Action for Stammering Children
Action for Stammering Children is a charity founded in 1989 whose purpose is to support children, young people and their families throughout the UK who stammer, by ensuring that they have access to effective services and support to help them meet the challenges created by their stammer, enabling them to live happy and fulfilling lives despite suffering from this debilitating condition.
The Charity achieves this through helping to fund assessments, therapy and the training of speech and language therapists (things that the NHS will not fund) at the world renown Michael Palin Centre for Stammering Children in London, in addition to the numerous other projects and initiatives across the country.
The Peter Sowerby Foundation awarded Action for Stammering Children A grant of £26,900 over one year towards ‘Talking Out’, a residential for 20 children with moderate to severe stammering at Bewerley Park, North Yorkshire.
The aims of the residential were to develop
• Confidence in communicating
• A more positive attitude to speaking.
• To decrease sensitivity to stammering.
• Problem solving and self-help skills.
• Positive thinking skills.
• A peer support network.
This report provides evidence that the ‘Talking Out’ residential has a significant positive impact on the way that participants feel about their stammer and the ability to talk. This is vitally important as teenagers who stammer are at increased risk of low self-confidence and associated problems due to stammering.

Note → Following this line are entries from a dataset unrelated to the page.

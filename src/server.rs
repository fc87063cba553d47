//! The NoopSMTP service: an SMTP listener plus a control listener that can
//! shut both down remotely.

use std::net::SocketAddr;
use std::sync::{Arc, Weak};

use tokio::sync::{mpsc, watch, Mutex};
use tracing::{error, info};

use crate::codec::Charset;
use crate::control::{ControlHandler, ShutdownRequester};
use crate::error::{Error, Result};
use crate::listener::{LineHandler, LineListener, ListenerConfig};
use crate::session::SmtpHandler;
use crate::tls::TlsContext;

pub const DEFAULT_SMTP_SERVER_PORT: u16 = 9025;
pub const DEFAULT_CONTROL_SERVER_PORT: u16 = 9026;

/// Where one endpoint listens. A missing host means all interfaces.
#[derive(Clone, Debug)]
pub struct Endpoint {
    pub host: Option<String>,
    pub port: u16,
    pub tls: Option<TlsContext>,
}

impl Endpoint {
    pub fn new(host: Option<String>, port: u16) -> Self {
        Self {
            host,
            port,
            tls: None,
        }
    }

    pub fn with_tls(mut self, tls: Option<TlsContext>) -> Self {
        self.tls = tls;
        self
    }

    fn listener_config(self, charset: Charset) -> ListenerConfig {
        ListenerConfig::new(self.host, self.port, charset).with_tls(self.tls)
    }
}

pub struct NoopSmtp {
    smtp: LineListener<SmtpHandler>,
    control: LineListener<ControlHandler>,
    started: Mutex<bool>,
    stop_requests: Mutex<Option<mpsc::UnboundedReceiver<()>>>,
    running: watch::Sender<bool>,
}

impl NoopSmtp {
    pub fn new(smtp: Endpoint, control: Endpoint) -> Arc<Self> {
        Self::with_handler(smtp, control, SmtpHandler::default())
    }

    pub fn with_handler(smtp: Endpoint, control: Endpoint, handler: SmtpHandler) -> Arc<Self> {
        let (requester, stop_requests) = ShutdownRequester::channel();

        Arc::new(Self {
            smtp: LineListener::new("smtp", smtp.listener_config(Charset::Ascii), handler),
            control: LineListener::new(
                "control",
                control.listener_config(Charset::Utf8),
                ControlHandler::new(Arc::new(requester)),
            ),
            started: Mutex::new(false),
            stop_requests: Mutex::new(Some(stop_requests)),
            running: watch::Sender::new(false),
        })
    }

    /// Starts the control listener, then the SMTP listener.
    ///
    /// If either fails to bind, whatever was bound is released before the
    /// error is returned. Starting a started service does nothing.
    pub async fn start(self: &Arc<Self>) -> Result<()> {
        let mut started = self.started.lock().await;
        if *started {
            return Ok(());
        }

        if let Err(e) = self.start_listeners().await {
            error!(error = %e, "start failed, releasing bound listeners");
            self.smtp.stop().await;
            self.control.stop().await;
            return Err(e);
        }

        *started = true;
        self.running.send_replace(true);
        self.spawn_supervisor().await;
        info!("NoopSMTP Server started");
        Ok(())
    }

    async fn start_listeners(&self) -> Result<()> {
        bind(&self.control).await?;
        bind(&self.smtp).await?;
        Ok(())
    }

    /// Stops both listeners. A no-op when the service is not started.
    pub async fn stop(&self) {
        let mut started = self.started.lock().await;
        if !*started {
            return;
        }

        self.smtp.stop().await;
        self.control.stop().await;

        *started = false;
        self.running.send_replace(false);
        info!("NoopSMTP Server stopped");
    }

    pub async fn is_started(&self) -> bool {
        *self.started.lock().await
    }

    /// Resolves once the service is not running, immediately if it was never
    /// started.
    pub async fn stopped(&self) {
        let mut running = self.running.subscribe();
        let _ = running.wait_for(|running| !*running).await;
    }

    pub async fn smtp_addr(&self) -> Option<SocketAddr> {
        self.smtp.local_addr().await
    }

    pub async fn control_addr(&self) -> Option<SocketAddr> {
        self.control.local_addr().await
    }

    /// Serves shutdown requests from the control channel on a task of its
    /// own, so a listener is never stopped from one of its connections.
    async fn spawn_supervisor(self: &Arc<Self>) {
        let Some(mut requests) = self.stop_requests.lock().await.take() else {
            return;
        };
        let service: Weak<Self> = Arc::downgrade(self);

        tokio::spawn(async move {
            while requests.recv().await.is_some() {
                let Some(service) = service.upgrade() else {
                    break;
                };
                service.stop().await;
            }
        });
    }
}

async fn bind<H: LineHandler>(listener: &LineListener<H>) -> Result<SocketAddr> {
    let config = listener.config();
    listener.start().await.map_err(|source| Error::Bind {
        endpoint: listener.name(),
        address: format!("{}:{}", config.host(), config.port),
        source,
    })
}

This has far reaching implication to their school achievement and future prospects. Furthermore, the feedback data reviewed indicated that participants and their parents feel that the intervention has had an extremely positive effect on their quality of life. The main areas in which change is reported are:
• Increasing self confidence in general
• Increasing confidence in talking
• Reducing negative self-reactions to stammering
• Developing a peer group of people who stammer
• Reduced feelings of isolation
• Learning more about stammering.
Providing an intervention which increases confidence and reduces isolation is crucial to allow teenagers who stammer to lead full, happy lives in which they can meet their potential.